Provided data:
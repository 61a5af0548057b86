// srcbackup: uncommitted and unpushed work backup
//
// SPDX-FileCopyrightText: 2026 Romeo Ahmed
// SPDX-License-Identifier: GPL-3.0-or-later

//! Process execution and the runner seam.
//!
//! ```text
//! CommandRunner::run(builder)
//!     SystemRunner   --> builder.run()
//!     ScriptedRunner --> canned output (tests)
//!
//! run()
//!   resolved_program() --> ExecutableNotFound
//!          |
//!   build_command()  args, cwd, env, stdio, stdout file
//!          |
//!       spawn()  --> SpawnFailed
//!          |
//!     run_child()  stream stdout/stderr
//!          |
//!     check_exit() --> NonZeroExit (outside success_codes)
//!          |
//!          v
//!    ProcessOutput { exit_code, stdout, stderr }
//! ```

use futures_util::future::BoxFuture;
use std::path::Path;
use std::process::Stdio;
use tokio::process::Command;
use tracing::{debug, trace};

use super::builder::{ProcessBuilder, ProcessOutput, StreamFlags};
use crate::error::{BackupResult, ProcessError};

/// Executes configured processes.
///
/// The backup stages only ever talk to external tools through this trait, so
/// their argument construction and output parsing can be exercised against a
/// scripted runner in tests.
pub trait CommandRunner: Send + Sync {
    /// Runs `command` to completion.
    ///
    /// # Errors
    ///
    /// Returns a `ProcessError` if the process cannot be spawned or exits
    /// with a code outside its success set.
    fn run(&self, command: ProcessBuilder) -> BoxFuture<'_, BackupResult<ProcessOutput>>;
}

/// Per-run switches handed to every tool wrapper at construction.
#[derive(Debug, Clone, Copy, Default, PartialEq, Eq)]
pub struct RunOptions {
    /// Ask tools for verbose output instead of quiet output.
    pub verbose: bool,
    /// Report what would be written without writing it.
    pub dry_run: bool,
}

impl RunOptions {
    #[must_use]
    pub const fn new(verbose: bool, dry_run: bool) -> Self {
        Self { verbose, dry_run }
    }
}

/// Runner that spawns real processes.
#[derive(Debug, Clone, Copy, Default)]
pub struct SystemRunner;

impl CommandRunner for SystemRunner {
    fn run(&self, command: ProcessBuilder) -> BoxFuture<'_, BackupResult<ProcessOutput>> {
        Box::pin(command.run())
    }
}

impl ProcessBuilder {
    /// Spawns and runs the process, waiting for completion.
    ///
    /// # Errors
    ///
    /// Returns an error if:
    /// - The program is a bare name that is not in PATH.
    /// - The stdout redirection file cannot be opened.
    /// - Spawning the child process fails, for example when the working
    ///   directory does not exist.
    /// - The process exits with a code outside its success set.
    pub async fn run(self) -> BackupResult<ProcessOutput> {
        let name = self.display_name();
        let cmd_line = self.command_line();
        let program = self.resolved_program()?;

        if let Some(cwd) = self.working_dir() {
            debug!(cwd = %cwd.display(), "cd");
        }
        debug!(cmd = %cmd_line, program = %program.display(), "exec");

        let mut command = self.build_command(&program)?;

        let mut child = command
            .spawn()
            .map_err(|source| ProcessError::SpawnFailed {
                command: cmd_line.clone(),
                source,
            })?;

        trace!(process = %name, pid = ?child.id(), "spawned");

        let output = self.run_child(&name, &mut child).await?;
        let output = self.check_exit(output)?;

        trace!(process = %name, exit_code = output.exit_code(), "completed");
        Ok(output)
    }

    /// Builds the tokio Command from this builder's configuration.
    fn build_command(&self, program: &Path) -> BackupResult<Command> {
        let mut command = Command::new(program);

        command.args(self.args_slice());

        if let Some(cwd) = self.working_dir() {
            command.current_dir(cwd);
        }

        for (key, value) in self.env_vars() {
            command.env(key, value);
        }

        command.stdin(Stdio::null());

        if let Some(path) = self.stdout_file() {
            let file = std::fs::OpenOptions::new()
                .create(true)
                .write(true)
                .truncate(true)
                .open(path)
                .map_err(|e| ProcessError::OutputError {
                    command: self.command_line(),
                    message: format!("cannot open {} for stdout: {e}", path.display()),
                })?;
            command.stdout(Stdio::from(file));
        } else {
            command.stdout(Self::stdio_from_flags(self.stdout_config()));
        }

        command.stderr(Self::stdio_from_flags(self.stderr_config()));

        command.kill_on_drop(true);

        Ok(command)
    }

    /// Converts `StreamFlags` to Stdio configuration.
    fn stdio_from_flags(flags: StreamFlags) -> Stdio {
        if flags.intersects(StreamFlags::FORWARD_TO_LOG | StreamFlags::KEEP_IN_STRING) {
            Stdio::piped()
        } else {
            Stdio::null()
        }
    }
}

---

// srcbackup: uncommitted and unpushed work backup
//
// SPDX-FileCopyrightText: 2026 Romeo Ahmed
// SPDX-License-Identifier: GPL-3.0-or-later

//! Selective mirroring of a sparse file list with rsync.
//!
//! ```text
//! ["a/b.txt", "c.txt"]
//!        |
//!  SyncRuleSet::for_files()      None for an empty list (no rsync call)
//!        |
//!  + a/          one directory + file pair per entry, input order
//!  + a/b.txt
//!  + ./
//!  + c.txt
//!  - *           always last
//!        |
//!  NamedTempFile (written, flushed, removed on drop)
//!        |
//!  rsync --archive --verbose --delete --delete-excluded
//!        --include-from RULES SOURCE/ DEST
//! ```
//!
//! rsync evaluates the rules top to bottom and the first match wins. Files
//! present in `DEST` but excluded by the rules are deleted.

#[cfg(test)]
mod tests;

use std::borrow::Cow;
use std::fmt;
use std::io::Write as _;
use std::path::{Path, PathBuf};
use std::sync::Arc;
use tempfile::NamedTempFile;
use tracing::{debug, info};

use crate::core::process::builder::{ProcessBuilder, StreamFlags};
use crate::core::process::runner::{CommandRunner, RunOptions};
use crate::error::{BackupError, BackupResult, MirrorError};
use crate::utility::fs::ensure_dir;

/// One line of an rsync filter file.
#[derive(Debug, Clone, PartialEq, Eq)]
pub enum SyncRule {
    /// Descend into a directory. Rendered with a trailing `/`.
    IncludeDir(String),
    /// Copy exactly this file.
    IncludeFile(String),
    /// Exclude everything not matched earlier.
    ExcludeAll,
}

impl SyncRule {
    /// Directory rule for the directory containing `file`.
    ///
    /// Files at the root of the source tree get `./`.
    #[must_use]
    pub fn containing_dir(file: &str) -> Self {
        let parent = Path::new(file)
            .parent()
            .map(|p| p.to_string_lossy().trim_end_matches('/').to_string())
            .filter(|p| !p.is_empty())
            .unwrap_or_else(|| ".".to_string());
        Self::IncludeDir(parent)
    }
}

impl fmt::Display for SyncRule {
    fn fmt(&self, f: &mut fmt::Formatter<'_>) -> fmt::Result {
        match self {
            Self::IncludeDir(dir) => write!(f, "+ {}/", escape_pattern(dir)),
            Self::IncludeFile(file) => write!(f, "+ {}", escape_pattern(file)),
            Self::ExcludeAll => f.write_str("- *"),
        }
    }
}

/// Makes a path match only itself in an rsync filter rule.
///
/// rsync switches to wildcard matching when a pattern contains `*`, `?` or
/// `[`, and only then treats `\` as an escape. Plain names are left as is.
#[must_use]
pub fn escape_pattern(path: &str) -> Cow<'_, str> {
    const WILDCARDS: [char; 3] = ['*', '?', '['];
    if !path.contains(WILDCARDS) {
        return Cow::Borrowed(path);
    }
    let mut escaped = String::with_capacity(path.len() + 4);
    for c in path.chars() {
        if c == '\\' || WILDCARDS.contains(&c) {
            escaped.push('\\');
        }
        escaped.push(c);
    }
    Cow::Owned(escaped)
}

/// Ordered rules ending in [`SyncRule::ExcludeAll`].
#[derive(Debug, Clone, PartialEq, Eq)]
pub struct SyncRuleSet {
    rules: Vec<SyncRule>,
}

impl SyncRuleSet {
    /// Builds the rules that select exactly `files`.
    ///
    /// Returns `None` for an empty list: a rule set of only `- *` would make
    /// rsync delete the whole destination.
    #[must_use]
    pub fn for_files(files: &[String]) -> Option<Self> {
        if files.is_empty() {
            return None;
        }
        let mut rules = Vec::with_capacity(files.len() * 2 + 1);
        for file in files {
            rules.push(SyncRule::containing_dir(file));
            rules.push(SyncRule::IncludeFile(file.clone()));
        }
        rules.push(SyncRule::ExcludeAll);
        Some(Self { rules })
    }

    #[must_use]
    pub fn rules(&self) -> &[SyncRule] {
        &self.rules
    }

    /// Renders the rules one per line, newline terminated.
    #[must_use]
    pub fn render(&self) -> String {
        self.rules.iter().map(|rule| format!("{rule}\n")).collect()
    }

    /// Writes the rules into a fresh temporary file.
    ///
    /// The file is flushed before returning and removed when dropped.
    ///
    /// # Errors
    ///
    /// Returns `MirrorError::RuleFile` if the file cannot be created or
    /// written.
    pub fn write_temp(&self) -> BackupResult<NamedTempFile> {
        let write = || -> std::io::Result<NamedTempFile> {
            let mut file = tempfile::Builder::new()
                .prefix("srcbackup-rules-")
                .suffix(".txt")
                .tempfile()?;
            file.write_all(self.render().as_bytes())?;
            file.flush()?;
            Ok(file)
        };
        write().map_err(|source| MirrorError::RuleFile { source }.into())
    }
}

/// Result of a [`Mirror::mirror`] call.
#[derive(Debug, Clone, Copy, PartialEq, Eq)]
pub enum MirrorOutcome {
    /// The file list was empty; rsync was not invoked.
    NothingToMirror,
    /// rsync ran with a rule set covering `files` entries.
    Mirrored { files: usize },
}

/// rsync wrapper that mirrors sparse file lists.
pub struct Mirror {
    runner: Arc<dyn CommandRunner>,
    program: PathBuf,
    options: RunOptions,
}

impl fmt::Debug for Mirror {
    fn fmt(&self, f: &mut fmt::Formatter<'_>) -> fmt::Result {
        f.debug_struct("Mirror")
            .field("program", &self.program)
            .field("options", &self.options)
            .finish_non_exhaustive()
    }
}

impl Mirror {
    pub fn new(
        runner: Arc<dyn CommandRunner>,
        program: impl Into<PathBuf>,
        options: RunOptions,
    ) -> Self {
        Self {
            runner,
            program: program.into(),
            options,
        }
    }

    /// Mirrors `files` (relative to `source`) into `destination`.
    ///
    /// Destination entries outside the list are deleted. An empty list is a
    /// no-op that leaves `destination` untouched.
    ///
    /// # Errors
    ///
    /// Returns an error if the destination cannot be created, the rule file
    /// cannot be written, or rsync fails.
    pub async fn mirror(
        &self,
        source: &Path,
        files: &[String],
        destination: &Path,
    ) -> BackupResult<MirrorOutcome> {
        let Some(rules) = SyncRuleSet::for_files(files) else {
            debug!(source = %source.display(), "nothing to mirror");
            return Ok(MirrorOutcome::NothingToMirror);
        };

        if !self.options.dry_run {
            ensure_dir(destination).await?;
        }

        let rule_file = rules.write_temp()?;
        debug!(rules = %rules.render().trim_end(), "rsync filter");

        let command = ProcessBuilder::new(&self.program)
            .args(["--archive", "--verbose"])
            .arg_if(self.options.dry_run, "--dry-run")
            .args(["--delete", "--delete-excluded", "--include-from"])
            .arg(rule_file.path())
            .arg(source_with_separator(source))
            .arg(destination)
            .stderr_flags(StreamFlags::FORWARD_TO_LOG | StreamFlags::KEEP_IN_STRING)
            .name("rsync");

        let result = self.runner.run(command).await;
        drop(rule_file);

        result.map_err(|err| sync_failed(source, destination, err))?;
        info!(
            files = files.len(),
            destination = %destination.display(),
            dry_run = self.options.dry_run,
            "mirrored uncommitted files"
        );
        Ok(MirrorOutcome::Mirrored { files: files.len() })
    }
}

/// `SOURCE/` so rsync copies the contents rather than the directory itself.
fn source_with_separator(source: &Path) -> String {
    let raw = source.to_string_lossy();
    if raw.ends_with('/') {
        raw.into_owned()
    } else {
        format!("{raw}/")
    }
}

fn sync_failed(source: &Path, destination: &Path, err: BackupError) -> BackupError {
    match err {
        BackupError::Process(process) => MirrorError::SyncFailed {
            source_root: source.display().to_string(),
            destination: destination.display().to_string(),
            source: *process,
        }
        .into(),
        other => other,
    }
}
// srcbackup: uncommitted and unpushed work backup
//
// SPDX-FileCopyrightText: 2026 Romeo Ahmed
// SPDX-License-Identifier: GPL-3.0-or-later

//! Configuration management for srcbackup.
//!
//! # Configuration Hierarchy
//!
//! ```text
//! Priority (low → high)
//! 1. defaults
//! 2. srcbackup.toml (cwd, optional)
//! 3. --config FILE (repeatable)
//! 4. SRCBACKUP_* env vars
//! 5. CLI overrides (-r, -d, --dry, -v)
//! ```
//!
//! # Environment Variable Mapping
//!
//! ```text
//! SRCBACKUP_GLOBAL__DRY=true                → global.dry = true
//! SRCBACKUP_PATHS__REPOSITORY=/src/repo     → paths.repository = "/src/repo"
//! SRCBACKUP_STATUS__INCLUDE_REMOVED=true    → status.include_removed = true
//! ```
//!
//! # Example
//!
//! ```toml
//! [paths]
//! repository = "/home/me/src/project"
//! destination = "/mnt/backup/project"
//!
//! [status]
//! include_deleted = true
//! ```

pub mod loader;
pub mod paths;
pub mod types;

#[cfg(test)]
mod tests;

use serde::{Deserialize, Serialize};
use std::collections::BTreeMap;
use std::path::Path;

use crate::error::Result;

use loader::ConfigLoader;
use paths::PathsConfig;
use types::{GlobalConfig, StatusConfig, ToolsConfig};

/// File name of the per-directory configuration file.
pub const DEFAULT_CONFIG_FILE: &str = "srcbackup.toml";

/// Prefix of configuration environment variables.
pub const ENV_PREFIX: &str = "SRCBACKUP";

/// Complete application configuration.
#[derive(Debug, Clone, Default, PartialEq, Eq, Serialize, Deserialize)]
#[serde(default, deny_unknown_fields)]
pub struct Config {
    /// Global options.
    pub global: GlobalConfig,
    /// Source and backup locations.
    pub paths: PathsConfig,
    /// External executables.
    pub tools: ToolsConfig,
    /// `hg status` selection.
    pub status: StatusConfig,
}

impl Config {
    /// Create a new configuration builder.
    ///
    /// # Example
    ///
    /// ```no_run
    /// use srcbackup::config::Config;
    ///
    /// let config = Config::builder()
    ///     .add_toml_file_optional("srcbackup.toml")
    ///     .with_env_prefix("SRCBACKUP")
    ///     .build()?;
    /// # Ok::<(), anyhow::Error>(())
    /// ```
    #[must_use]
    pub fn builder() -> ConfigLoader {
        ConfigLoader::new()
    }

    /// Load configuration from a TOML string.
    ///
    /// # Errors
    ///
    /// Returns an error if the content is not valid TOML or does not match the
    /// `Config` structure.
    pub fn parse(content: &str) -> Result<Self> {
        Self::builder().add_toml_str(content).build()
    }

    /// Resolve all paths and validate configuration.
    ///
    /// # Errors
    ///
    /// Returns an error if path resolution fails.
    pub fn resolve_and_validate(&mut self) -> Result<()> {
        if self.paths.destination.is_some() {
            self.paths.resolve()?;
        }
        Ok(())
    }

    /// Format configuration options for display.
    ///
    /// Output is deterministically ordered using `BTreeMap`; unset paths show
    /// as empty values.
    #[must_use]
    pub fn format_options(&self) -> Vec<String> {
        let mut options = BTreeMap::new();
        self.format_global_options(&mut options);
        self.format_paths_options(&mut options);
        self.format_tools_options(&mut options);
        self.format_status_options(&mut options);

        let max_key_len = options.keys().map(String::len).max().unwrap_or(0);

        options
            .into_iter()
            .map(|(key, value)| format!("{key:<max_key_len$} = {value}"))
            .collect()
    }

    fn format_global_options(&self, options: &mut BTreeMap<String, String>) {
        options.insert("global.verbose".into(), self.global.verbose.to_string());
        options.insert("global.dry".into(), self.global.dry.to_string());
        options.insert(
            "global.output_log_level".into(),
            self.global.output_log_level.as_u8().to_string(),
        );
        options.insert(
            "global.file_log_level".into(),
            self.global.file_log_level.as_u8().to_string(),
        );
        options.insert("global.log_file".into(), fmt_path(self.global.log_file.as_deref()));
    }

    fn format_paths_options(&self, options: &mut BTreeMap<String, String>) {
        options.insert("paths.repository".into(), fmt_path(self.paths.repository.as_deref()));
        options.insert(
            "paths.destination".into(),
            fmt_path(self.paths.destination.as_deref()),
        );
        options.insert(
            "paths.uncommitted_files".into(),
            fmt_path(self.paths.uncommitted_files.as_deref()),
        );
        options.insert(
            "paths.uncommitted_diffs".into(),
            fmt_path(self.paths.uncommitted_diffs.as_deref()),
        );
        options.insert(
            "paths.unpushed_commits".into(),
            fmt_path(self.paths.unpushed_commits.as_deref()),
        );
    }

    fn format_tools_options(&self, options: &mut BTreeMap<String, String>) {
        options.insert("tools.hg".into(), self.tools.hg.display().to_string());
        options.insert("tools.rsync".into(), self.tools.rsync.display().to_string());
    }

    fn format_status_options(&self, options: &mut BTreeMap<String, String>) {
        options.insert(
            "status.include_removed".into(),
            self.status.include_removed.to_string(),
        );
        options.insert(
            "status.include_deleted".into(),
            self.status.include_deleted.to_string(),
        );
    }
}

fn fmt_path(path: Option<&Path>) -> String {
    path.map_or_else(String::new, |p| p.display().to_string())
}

Task description: Beginning with the line above that contains "repository 61a5af0548057b86", copy each line exactly up to and including the line that contains "pub const fn", and go no further.

Exercise response:
repository 61a5af0548057b86
// srcbackup: uncommitted and unpushed work backup
//
// SPDX-FileCopyrightText: 2026 Romeo Ahmed
// SPDX-License-Identifier: GPL-3.0-or-later

//! Process execution and the runner seam.
//!
//! ```text
//! CommandRunner::run(builder)
//!     SystemRunner   --> builder.run()
//!     ScriptedRunner --> canned output (tests)
//!
//! run()
//!   resolved_program() --> ExecutableNotFound
//!          |
//!   build_command()  args, cwd, env, stdio, stdout file
//!          |
//!       spawn()  --> SpawnFailed
//!          |
//!     run_child()  stream stdout/stderr
//!          |
//!     check_exit() --> NonZeroExit (outside success_codes)
//!          |
//!          v
//!    ProcessOutput { exit_code, stdout, stderr }
//! ```

use futures_util::future::BoxFuture;
use std::path::Path;
use std::process::Stdio;
use tokio::process::Command;
use tracing::{debug, trace};

use super::builder::{ProcessBuilder, ProcessOutput, StreamFlags};
use crate::error::{BackupResult, ProcessError};

/// Executes configured processes.
///
/// The backup stages only ever talk to external tools through this trait, so
/// their argument construction and output parsing can be exercised against a
/// scripted runner in tests.
pub trait CommandRunner: Send + Sync {
    /// Runs `command` to completion.
    ///
    /// # Errors
    ///
    /// Returns a `ProcessError` if the process cannot be spawned or exits
    /// with a code outside its success set.
    fn run(&self, command: ProcessBuilder) -> BoxFuture<'_, BackupResult<ProcessOutput>>;
}

/// Per-run switches handed to every tool wrapper at construction.
#[derive(Debug, Clone, Copy, Default, PartialEq, Eq)]
pub struct RunOptions {
    /// Ask tools for verbose output instead of quiet output.
    pub verbose: bool,
    /// Report what would be written without writing it.
    pub dry_run: bool,
}

impl RunOptions {
    #[must_use]
    pub const fn new(verbose: bool, dry_run: bool) -> Self {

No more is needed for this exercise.